5. Building transcript families and annotating the sequences¶

Install khmer, screed, and BLAST. (See 1. Quality Trimming and Filtering Your Sequences and BLASTing your assembled data). I would suggest using an m1.large or m1.xlarge machine.

You’ll also need to install some eel-pond scripts:

git clone https://github.com/ctb/eel-pond.git /usr/local/share/eel-pond

Copy in your data¶

You need to get ahold of your assembled transcriptome (from e.g. 3. Running the Actual Assembly). Put it in /mnt.

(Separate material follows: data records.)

use serde::{Deserialize, Serialize};
use serde_json::Value;

use crate::error::{JsonRpcError, RpcError};
use crate::types::{JsonRpcVersion, RequestId};

/// A successful JSON-RPC response
#[derive(Debug, Clone, PartialEq, Serialize, Deserialize)]
pub struct JsonRpcResponse {
    #[serde(rename = "jsonrpc")]
    pub version: JsonRpcVersion,
    /// Always emitted, `null` included
    pub result: Value,
    pub id: RequestId,
}

impl JsonRpcResponse {
    pub fn success(id: RequestId, result: Value) -> Self {
        Self {
            version: JsonRpcVersion::V2_0,
            result,
            id,
        }
    }
}

/// Union type that represents either a successful response or an error response.
/// Keeping the two apart guarantees exactly one of `result`/`error` is present.
#[derive(Debug, Clone, PartialEq, Serialize, Deserialize)]
#[serde(untagged)]
pub enum JsonRpcMessage {
    /// Successful response with result field
    Response(JsonRpcResponse),
    /// Error response with error field
    Error(JsonRpcError),
}

impl JsonRpcMessage {
    pub fn success(id: RequestId, result: Value) -> Self {
        Self::Response(JsonRpcResponse::success(id, result))
    }

    pub fn error(id: Option<RequestId>, error: RpcError) -> Self {
        Self::Error(JsonRpcError::new(id, error))
    }

    pub fn is_error(&self) -> bool {
        matches!(self, JsonRpcMessage::Error(_))
    }

    /// Get the request ID from either response or error
    pub fn id(&self) -> Option<&RequestId> {
        match self {
            JsonRpcMessage::Response(resp) => Some(&resp.id),
            JsonRpcMessage::Error(err) => err.id.as_ref(),
        }
    }

    pub fn result(&self) -> Option<&Value> {
        match self {
            JsonRpcMessage::Response(resp) => Some(&resp.result),
            JsonRpcMessage::Error(_) => None,
        }
    }

    pub fn rpc_error(&self) -> Option<&RpcError> {
        match self {
            JsonRpcMessage::Response(_) => None,
            JsonRpcMessage::Error(err) => Some(&err.error),
        }
    }
}

impl From<JsonRpcResponse> for JsonRpcMessage {
    fn from(response: JsonRpcResponse) -> Self {
        Self::Response(response)
    }
}

impl From<JsonRpcError> for JsonRpcMessage {
    fn from(error: JsonRpcError) -> Self {
        Self::Error(error)
    }
}

#[cfg(test)]
mod tests {
    use super::*;
    use serde_json::{from_str, json, to_string, to_value};

    #[test]
    fn test_response_serialization() {
        let response = JsonRpcMessage::success(RequestId::from(1), json!("hi"));

        assert_eq!(
            to_value(&response).unwrap(),
            json!({"jsonrpc": "2.0", "result": "hi", "id": 1})
        );
    }

    #[test]
    fn test_null_result_is_emitted() {
        let response = JsonRpcResponse::success(RequestId::from("x"), Value::Null);
        let json_str = to_string(&response).unwrap();
        assert!(json_str.contains("\"result\":null"));
    }

    #[test]
    fn test_message_roundtrip_keeps_variant() {
        let error = JsonRpcMessage::error(Some(RequestId::from(9)), RpcError::method_not_found());
        let parsed: JsonRpcMessage = from_str(&to_string(&error).unwrap()).unwrap();
        assert!(parsed.is_error());
        assert_eq!(parsed.id(), Some(&RequestId::from(9)));
        assert_eq!(parsed.rpc_error().map(|e| e.code), Some(-32601));

        let ok = JsonRpcMessage::success(RequestId::from(2), json!({"a": 1}));
        let parsed: JsonRpcMessage = from_str(&to_string(&ok).unwrap()).unwrap();
        assert!(!parsed.is_error());
        assert_eq!(parsed.result(), Some(&json!({"a": 1})));
    }
}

For the purposes of your first run through, I suggest just grabbing my copy of the Nematostella assembly:

cd /mnt
curl -O https://s3.amazonaws.com/public.ged.msu.edu/trinity-nematostella-raw.fa.gz

Run khmer partitioning¶

Partitioning runs a de Bruijn graph-based clustering algorithm that will cluster your transcripts by transitive sequence overlap. That is, it will build transcript families :).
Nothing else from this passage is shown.